[Task requirements]: So that the copy matches the original, retype each line of the material below exactly.

[Source material]:
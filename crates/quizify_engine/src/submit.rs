use std::time::Duration;

use bytes::BytesMut;
use futures_util::StreamExt;
use quizify_logging::{quiz_debug, quiz_info};
use reqwest::header::CONTENT_TYPE;
use reqwest::multipart::{Form, Part};
use serde::Deserialize;
use url::Url;

use crate::{FailureKind, McqRequest, McqResponse, SubmitError};

pub const DEFAULT_ENDPOINT: &str = "http://localhost:8000/generate-mcqs/";
const PDF_MIME: &str = "application/pdf";

#[derive(Debug, Clone)]
pub struct SubmitSettings {
    pub endpoint: String,
    pub connect_timeout: Duration,
    /// `None` waits for the server indefinitely.
    pub request_timeout: Option<Duration>,
    pub max_response_bytes: u64,
}

impl Default for SubmitSettings {
    fn default() -> Self {
        Self {
            endpoint: DEFAULT_ENDPOINT.to_string(),
            connect_timeout: Duration::from_secs(10),
            request_timeout: None,
            max_response_bytes: 5 * 1024 * 1024,
        }
    }
}

#[async_trait::async_trait]
pub trait Submitter: Send + Sync {
    async fn submit(&self, request: McqRequest) -> Result<McqResponse, SubmitError>;
}

/// Reply body shape. Unknown fields are ignored.
#[derive(Debug, Default, Deserialize)]
struct McqPayload {
    #[serde(default)]
    mcqs: Option<String>,
    #[serde(default)]
    error: Option<String>,
}

#[derive(Debug, Clone)]
pub struct ReqwestSubmitter {
    client: reqwest::Client,
    endpoint: Url,
    max_response_bytes: u64,
}

impl ReqwestSubmitter {
    pub fn new(settings: SubmitSettings) -> Result<Self, SubmitError> {
        let endpoint = Url::parse(&settings.endpoint)
            .map_err(|err| SubmitError::new(FailureKind::InvalidEndpoint, err.to_string()))?;
        if !matches!(endpoint.scheme(), "http" | "https") {
            return Err(SubmitError::new(
                FailureKind::InvalidEndpoint,
                format!("unsupported scheme {}", endpoint.scheme()),
            ));
        }

        let mut builder = reqwest::Client::builder().connect_timeout(settings.connect_timeout);
        if let Some(timeout) = settings.request_timeout {
            builder = builder.timeout(timeout);
        }
        let client = builder
            .build()
            .map_err(|err| SubmitError::new(FailureKind::Network, err.to_string()))?;

        Ok(Self {
            client,
            endpoint,
            max_response_bytes: settings.max_response_bytes,
        })
    }

    fn build_form(request: McqRequest) -> Result<Form, SubmitError> {
        let McqRequest {
            file_name,
            pdf,
            num_mcqs,
        } = request;
        let pdf_part = Part::bytes(pdf)
            .file_name(file_name)
            .mime_str(PDF_MIME)
            .map_err(|err| SubmitError::new(FailureKind::InvalidRequest, err.to_string()))?;
        Ok(Form::new()
            .part("pdf", pdf_part)
            .text("num_mcqs", num_mcqs.to_string()))
    }

    async fn read_body(&self, response: reqwest::Response) -> Result<BytesMut, SubmitError> {
        if let Some(content_len) = response.content_length() {
            if content_len > self.max_response_bytes {
                return Err(too_large(self.max_response_bytes, content_len));
            }
        }

        let mut body = BytesMut::new();
        let mut stream = response.bytes_stream();
        while let Some(chunk) = stream.next().await {
            let chunk = chunk.map_err(map_reqwest_error)?;
            let next_len = body.len() as u64 + chunk.len() as u64;
            if next_len > self.max_response_bytes {
                return Err(too_large(self.max_response_bytes, next_len));
            }
            body.extend_from_slice(&chunk);
        }
        Ok(body)
    }
}

#[async_trait::async_trait]
impl Submitter for ReqwestSubmitter {
    async fn submit(&self, request: McqRequest) -> Result<McqResponse, SubmitError> {
        quiz_info!(
            "POST {} file={:?} pdf_bytes={} num_mcqs={}",
            self.endpoint,
            request.file_name,
            request.pdf.len(),
            request.num_mcqs
        );
        let form = Self::build_form(request)?;

        let response = self
            .client
            .post(self.endpoint.clone())
            .multipart(form)
            .send()
            .await
            .map_err(map_reqwest_error)?;

        let status = response.status();
        let content_type = response
            .headers()
            .get(CONTENT_TYPE)
            .and_then(|value| value.to_str().ok())
            .map(|value| value.to_string());
        quiz_debug!("Response status={} content_type={:?}", status, content_type);

        if !status.is_success() {
            // The body only contributes an optional detail; failing to read it keeps the status.
            let detail = match self.read_body(response).await {
                Ok(body) if is_json(content_type.as_deref()) => {
                    serde_json::from_slice::<McqPayload>(&body)
                        .ok()
                        .and_then(|payload| payload.error)
                        .filter(|message| !message.trim().is_empty())
                }
                _ => None,
            };
            return Err(SubmitError::new(
                FailureKind::HttpStatus {
                    status: status.as_u16(),
                    detail,
                },
                status.to_string(),
            ));
        }

        if !is_json(content_type.as_deref()) {
            return Err(SubmitError::new(
                FailureKind::UnexpectedContentType { content_type },
                "response is not json",
            ));
        }

        let body = self.read_body(response).await?;
        let payload: McqPayload = serde_json::from_slice(&body)
            .map_err(|err| SubmitError::new(FailureKind::MalformedBody, err.to_string()))?;

        match payload.mcqs.filter(|text| !text.is_empty()) {
            Some(mcqs) => Ok(McqResponse {
                mcqs,
                status: status.as_u16(),
                byte_len: body.len() as u64,
            }),
            None => Err(SubmitError::new(
                FailureKind::ServerError {
                    message: payload.error,
                },
                "response carried no mcqs",
            )),
        }
    }
}

/// True for `application/json` and `+json` media types, ignoring parameters.
fn is_json(content_type: Option<&str>) -> bool {
    let Some(ct) = content_type else {
        return false;
    };
    let essence = ct.split(';').next().unwrap_or(ct).trim().to_ascii_lowercase();
    essence == "application/json" || essence.ends_with("+json")
}

fn too_large(max_bytes: u64, actual: u64) -> SubmitError {
    SubmitError::new(
        FailureKind::TooLarge {
            max_bytes,
            actual: Some(actual),
        },
        "response too large",
    )
}

fn map_reqwest_error(err: reqwest::Error) -> SubmitError {
    if err.is_timeout() {
        return SubmitError::new(FailureKind::Timeout, err.to_string());
    }
    SubmitError::new(FailureKind::Network, err.to_string())
}

#[cfg(test)]
mod tests {
    use super::*;

    #[test]
    fn json_detection_ignores_parameters_and_case() {
        assert!(is_json(Some("application/json")));
        assert!(is_json(Some("Application/JSON; charset=utf-8")));
        assert!(is_json(Some("application/problem+json")));
        assert!(!is_json(Some("text/html")));
        assert!(!is_json(Some("text/plain; charset=utf-8")));
        assert!(!is_json(None));
    }

    #[test]
    fn rejects_non_http_endpoints() {
        let settings = SubmitSettings {
            endpoint: "ftp://example.com/upload".to_string(),
            ..SubmitSettings::default()
        };
        let err = ReqwestSubmitter::new(settings).unwrap_err();
        assert_eq!(err.kind, FailureKind::InvalidEndpoint);

        let settings = SubmitSettings {
            endpoint: "not a url".to_string(),
            ..SubmitSettings::default()
        };
        let err = ReqwestSubmitter::new(settings).unwrap_err();
        assert_eq!(err.kind, FailureKind::InvalidEndpoint);
    }

    #[test]
    fn default_endpoint_is_local_backend() {
        let submitter = ReqwestSubmitter::new(SubmitSettings::default()).unwrap();
        assert_eq!(submitter.endpoint.as_str(), DEFAULT_ENDPOINT);
    }
}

[Written answer]:
filename crates/quizify_engine/src/submit.rs
use std::time::Duration;

use bytes::BytesMut;
use futures_util::StreamExt;
use quizify_logging::{quiz_debug, quiz_info};
use reqwest::header::CONTENT_TYPE;
use reqwest::multipart::{Form, Part};
use serde::Deserialize;
use url::Url;

use crate::{FailureKind, McqRequest, McqResponse, SubmitError};

pub const DEFAULT_ENDPOINT: &str = "http://localhost:8000/generate-mcqs/";
const PDF_MIME: &str = "application/pdf";

#[derive(Debug, Clone)]
pub struct SubmitSettings {
    pub endpoint: String,
    pub connect_timeout: Duration,
    /// `None` waits for the server indefinitely.
    pub request_timeout: Option<Duration>,
    pub max_response_bytes: u64,
}

impl Default for SubmitSettings {
    fn default() -> Self {
        Self {
            endpoint: DEFAULT_ENDPOINT.to_string(),
            connect_timeout: Duration::from_secs(10),
            request_timeout: None,
            max_response_bytes: 5 * 1024 * 1024,
        }
    }
}

#[async_trait::async_trait]
pub trait Submitter: Send + Sync {
    async fn submit(&self, request: McqRequest) -> Result<McqResponse, SubmitError>;
}

/// Reply body shape. Unknown fields are ignored.
#[derive(Debug, Default, Deserialize)]
struct McqPayload {
    #[serde(default)]
    mcqs: Option<String>,
    #[serde(default)]
    error: Option<String>,
}

#[derive(Debug, Clone)]
pub struct ReqwestSubmitter {
    client: reqwest::Client,
    endpoint: Url,
    max_response_bytes: u64,
}

impl ReqwestSubmitter {
    pub fn new(settings: SubmitSettings) -> Result<Self, SubmitError> {
        let endpoint = Url::parse(&settings.endpoint)
            .map_err(|err| SubmitError::new(FailureKind::InvalidEndpoint, err.to_string()))?;
        if !matches!(endpoint.scheme(), "http" | "https") {
            return Err(SubmitError::new(
                FailureKind::InvalidEndpoint,
                format!("unsupported scheme {}", endpoint.scheme()),
            ));
        }

        let mut builder = reqwest::Client::builder().connect_timeout(settings.connect_timeout);
        if let Some(timeout) = settings.request_timeout {
            builder = builder.timeout(timeout);
        }
        let client = builder
            .build()
            .map_err(|err| SubmitError::new(FailureKind::Network, err.to_string()))?;

        Ok(Self {
            client,
            endpoint,
            max_response_bytes: settings.max_response_bytes,
        })
    }

    fn build_form(request: McqRequest) -> Result<Form, SubmitError> {
        let McqRequest {
            file_name,
            pdf,
            num_mcqs,
        } = request;
        let pdf_part = Part::bytes(pdf)
            .file_name(file_name)
            .mime_str(PDF_MIME)
            .map_err(|err| SubmitError::new(FailureKind::InvalidRequest, err.to_string()))?;
        Ok(Form::new()
            .part("pdf", pdf_part)
            .text("num_mcqs", num_mcqs.to_string()))
    }

    async fn read_body(&self, response: reqwest::Response) -> Result<BytesMut, SubmitError> {
        if let Some(content_len) = response.content_length() {
            if content_len > self.max_response_bytes {
                return Err(too_large(self.max_response_bytes, content_len));
            }
        }

        let mut body = BytesMut::new();
        let mut stream = response.bytes_stream();
        while let Some(chunk) = stream.next().await {
            let chunk = chunk.map_err(map_reqwest_error)?;
            let next_len = body.len() as u64 + chunk.len() as u64;
            if next_len > self.max_response_bytes {
                return Err(too_large(self.max_response_bytes, next_len));
            }
            body.extend_from_slice(&chunk);
        }
        Ok(body)
    }
}

#[async_trait::async_trait]
impl Submitter for ReqwestSubmitter {
    async fn submit(&self, request: McqRequest) -> Result<McqResponse, SubmitError> {
        quiz_info!(
            "POST {} file={:?} pdf_bytes={} num_mcqs={}",
            self.endpoint,
            request.file_name,
            request.pdf.len(),
            request.num_mcqs
        );
        let form = Self::build_form(request)?;

        let response = self
            .client
            .post(self.endpoint.clone())
            .multipart(form)
            .send()
            .await
            .map_err(map_reqwest_error)?;

        let status = response.status();
        let content_type = response
            .headers()
            .get(CONTENT_TYPE)
            .and_then(|value| value.to_str().ok())
            .map(|value| value.to_string());
        quiz_debug!("Response status={} content_type={:?}", status, content_type);

        if !status.is_success() {
            // The body only contributes an optional detail; failing to read it keeps the status.
            let detail = match self.read_body(response).await {
                Ok(body) if is_json(content_type.as_deref()) => {
                    serde_json::from_slice::<McqPayload>(&body)
                        .ok()
                        .and_then(|payload| payload.error)
                        .filter(|message| !message.trim().is_empty())
                }
                _ => None,
            };
            return Err(SubmitError::new(
                FailureKind::HttpStatus {
                    status: status.as_u16(),
                    detail,
                },
                status.to_string(),
            ));
        }

        if !is_json(content_type.as_deref()) {
            return Err(SubmitError::new(
                FailureKind::UnexpectedContentType { content_type },
                "response is not json",
            ));
        }

        let body = self.read_body(response).await?;
        let payload: McqPayload = serde_json::from_slice(&body)
            .map_err(|err| SubmitError::new(FailureKind::MalformedBody, err.to_string()))?;

        match payload.mcqs.filter(|text| !text.is_empty()) {
            Some(mcqs) => Ok(McqResponse {
                mcqs,
                status: status.as_u16(),
                byte_len: body.len() as u64,
            }),
            None => Err(SubmitError::new(
                FailureKind::ServerError {
                    message: payload.error,
                },
                "response carried no mcqs",
            )),
        }
    }
}

/// True for `application/json` and `+json` media types, ignoring parameters.
fn is_json(content_type: Option<&str>) -> bool {
    let Some(ct) = content_type else {
        return false;
    };
    let essence = ct.split(';').next().unwrap_or(ct).trim().to_ascii_lowercase();
    essence == "application/json" || essence.ends_with("+json")
}

fn too_large(max_bytes: u64, actual: u64) -> SubmitError {
    SubmitError::new(
        FailureKind::TooLarge {
            max_bytes,
            actual: Some(actual),
        },
        "response too large",
    )
}

fn map_reqwest_error(err: reqwest::Error) -> SubmitError {
    if err.is_timeout() {
        return SubmitError::new(FailureKind::Timeout, err.to_string());
    }
    SubmitError::new(FailureKind::Network, err.to_string())
}

#[cfg(test)]
mod tests {
    use super::*;

    #[test]
    fn json_detection_ignores_parameters_and_case() {
        assert!(is_json(Some("application/json")));
        assert!(is_json(Some("Application/JSON; charset=utf-8")));
        assert!(is_json(Some("application/problem+json")));
        assert!(!is_json(Some("text/html")));
        assert!(!is_json(Some("text/plain; charset=utf-8")));
        assert!(!is_json(None));
    }

    #[test]
    fn rejects_non_http_endpoints() {
        let settings = SubmitSettings {
            endpoint: "ftp://example.com/upload".to_string(),
            ..SubmitSettings::default()
        };
        let err = ReqwestSubmitter::new(settings).unwrap_err();
        assert_eq!(err.kind, FailureKind::InvalidEndpoint);

        let settings = SubmitSettings {
            endpoint: "not a url".to_string(),
            ..SubmitSettings::default()
        };
        let err = ReqwestSubmitter::new(settings).unwrap_err();
        assert_eq!(err.kind, FailureKind::InvalidEndpoint);
    }

    #[test]
    fn default_endpoint_is_local_backend() {
        let submitter = ReqwestSubmitter::new(SubmitSettings::default()).unwrap();
        assert_eq!(submitter.endpoint.as_str(), DEFAULT_ENDPOINT);
    }
}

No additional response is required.